Collected data
--------

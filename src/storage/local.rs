//! Local filesystem backend, for development without a Google account

use async_trait::async_trait;
use std::path::{Path, PathBuf};
use tokio::fs;
use tracing::{error, info};
use uuid::Uuid;

use super::{CloudFileStore, RemoteObject, StorageError, StorageResult};

/// Stores objects under `<upload_path>/documents`, ignoring credentials
pub struct LocalFileStore {
    upload_path: String,
}

impl LocalFileStore {
    pub fn new(upload_path: String) -> Self {
        Self { upload_path }
    }

    /// Get path for documents subdirectory
    pub fn get_documents_path(&self) -> PathBuf {
        Path::new(&self.upload_path).join("documents")
    }

    /// Resolve a remote id to a path, refusing anything that could escape the documents dir
    fn object_path(&self, remote_id: &str) -> StorageResult<PathBuf> {
        if remote_id.is_empty()
            || remote_id.contains("..")
            || remote_id.contains('/')
            || remote_id.contains('\\')
        {
            return Err(StorageError::NotFound(remote_id.to_string()));
        }
        Ok(self.get_documents_path().join(remote_id))
    }

    pub async fn initialize(&self) -> StorageResult<()> {
        let documents_dir = self.get_documents_path();
        if let Err(e) = fs::create_dir_all(&documents_dir).await {
            error!("Failed to create directory {:?}: {}", documents_dir, e);
            return Err(e.into());
        }
        info!("Ensured directory exists: {:?}", documents_dir);
        Ok(())
    }
}

#[async_trait]
impl CloudFileStore for LocalFileStore {
    async fn upload(&self, data: &[u8], _mime_type: &str, original_name: &str, _access_token: &str) -> StorageResult<RemoteObject> {
        let extension = Path::new(original_name)
            .extension()
            .and_then(|ext| ext.to_str())
            .unwrap_or("");

        let object_id = Uuid::new_v4();
        let remote_id = if extension.is_empty() {
            object_id.to_string()
        } else {
            format!("{}.{}", object_id, extension)
        };

        let documents_dir = self.get_documents_path();
        fs::create_dir_all(&documents_dir).await?;

        let file_path = documents_dir.join(&remote_id);
        fs::write(&file_path, data).await?;

        info!("Stored document locally: {}", file_path.display());
        Ok(RemoteObject {
            view_url: format!("file://{}", file_path.display()),
            remote_id,
        })
    }

    async fn download(&self, remote_id: &str, _access_token: &str, destination: &Path) -> StorageResult<()> {
        let source = self.object_path(remote_id)?;
        match fs::copy(&source, destination).await {
            Ok(_) => Ok(()),
            Err(e) if e.kind() == std::io::ErrorKind::NotFound => Err(StorageError::NotFound(remote_id.to_string())),
            Err(e) => Err(e.into()),
        }
    }

    async fn delete(&self, remote_id: &str, _access_token: &str) -> StorageResult<()> {
        let path = self.object_path(remote_id)?;
        match fs::remove_file(&path).await {
            Ok(_) => {
                info!("Deleted file: {}", path.display());
                Ok(())
            }
            Err(e) if e.kind() == std::io::ErrorKind::NotFound => {
                info!("File already deleted: {}", path.display());
                Err(StorageError::NotFound(remote_id.to_string()))
            }
            Err(e) => Err(e.into()),
        }
    }

    fn storage_type(&self) -> &'static str {
        "local"
    }
}
use anyhow::{Context, Result};
use tracing::info;

use crate::config::Config;
use crate::db::Database;

/// Apply pending database migrations and exit
///
/// Uses the same connection settings as `serve`, so DATABASE_URL or the
/// POSTGRES_* variables must be set.
pub async fn run_migrations(config: &Config) -> Result<()> {
    let db = Database::new_with_pool_config(&config.database_url, 2, 1)
        .await
        .context("Failed to connect to database")?;

    db.with_retry(|| db.migrate())
        .await
        .context("Failed to run database migrations")?;

    info!("Database migrations applied");
    Ok(())
}
pub mod ring;

use glam::Vec2;

use self::ring::RingBuffer;

/// Positions kept for the debug path overlay.
pub const PATH_HISTORY_LEN: usize = 120;

/// Text and path the debug overlay draws next to a ghost.
#[derive(Debug, Clone, PartialEq)]
pub struct DebugReadout {
    pub lines: Vec<String>,
    /// Recent positions, oldest first.
    pub path: Vec<Vec2>,
}

impl DebugReadout {
    pub fn new(position: Vec2, direction: Vec2, interactions: u32, history: &RingBuffer<Vec2>) -> Self {
        Self {
            lines: vec![
                format!("Pos: {:.1},{:.1}", position.x, position.y),
                format!("Dir: {:.1},{:.1}", direction.x, direction.y),
                format!("Interactions: {interactions}"),
            ],
            path: history.iter().copied().collect(),
        }
    }
}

--------

WHAT YOU HAVE TO DO
Return, with no change at all, every line in the entries above from the line containing "use uuid::Uuid;" through the line containing "for documents subdirectory".

WRITTEN SOLUTION
use uuid::Uuid;

use super::{CloudFileStore, RemoteObject, StorageError, StorageResult};

/// Stores objects under `<upload_path>/documents`, ignoring credentials
pub struct LocalFileStore {
    upload_path: String,
}

impl LocalFileStore {
    pub fn new(upload_path: String) -> Self {
        Self { upload_path }
    }

    /// Get path for documents subdirectory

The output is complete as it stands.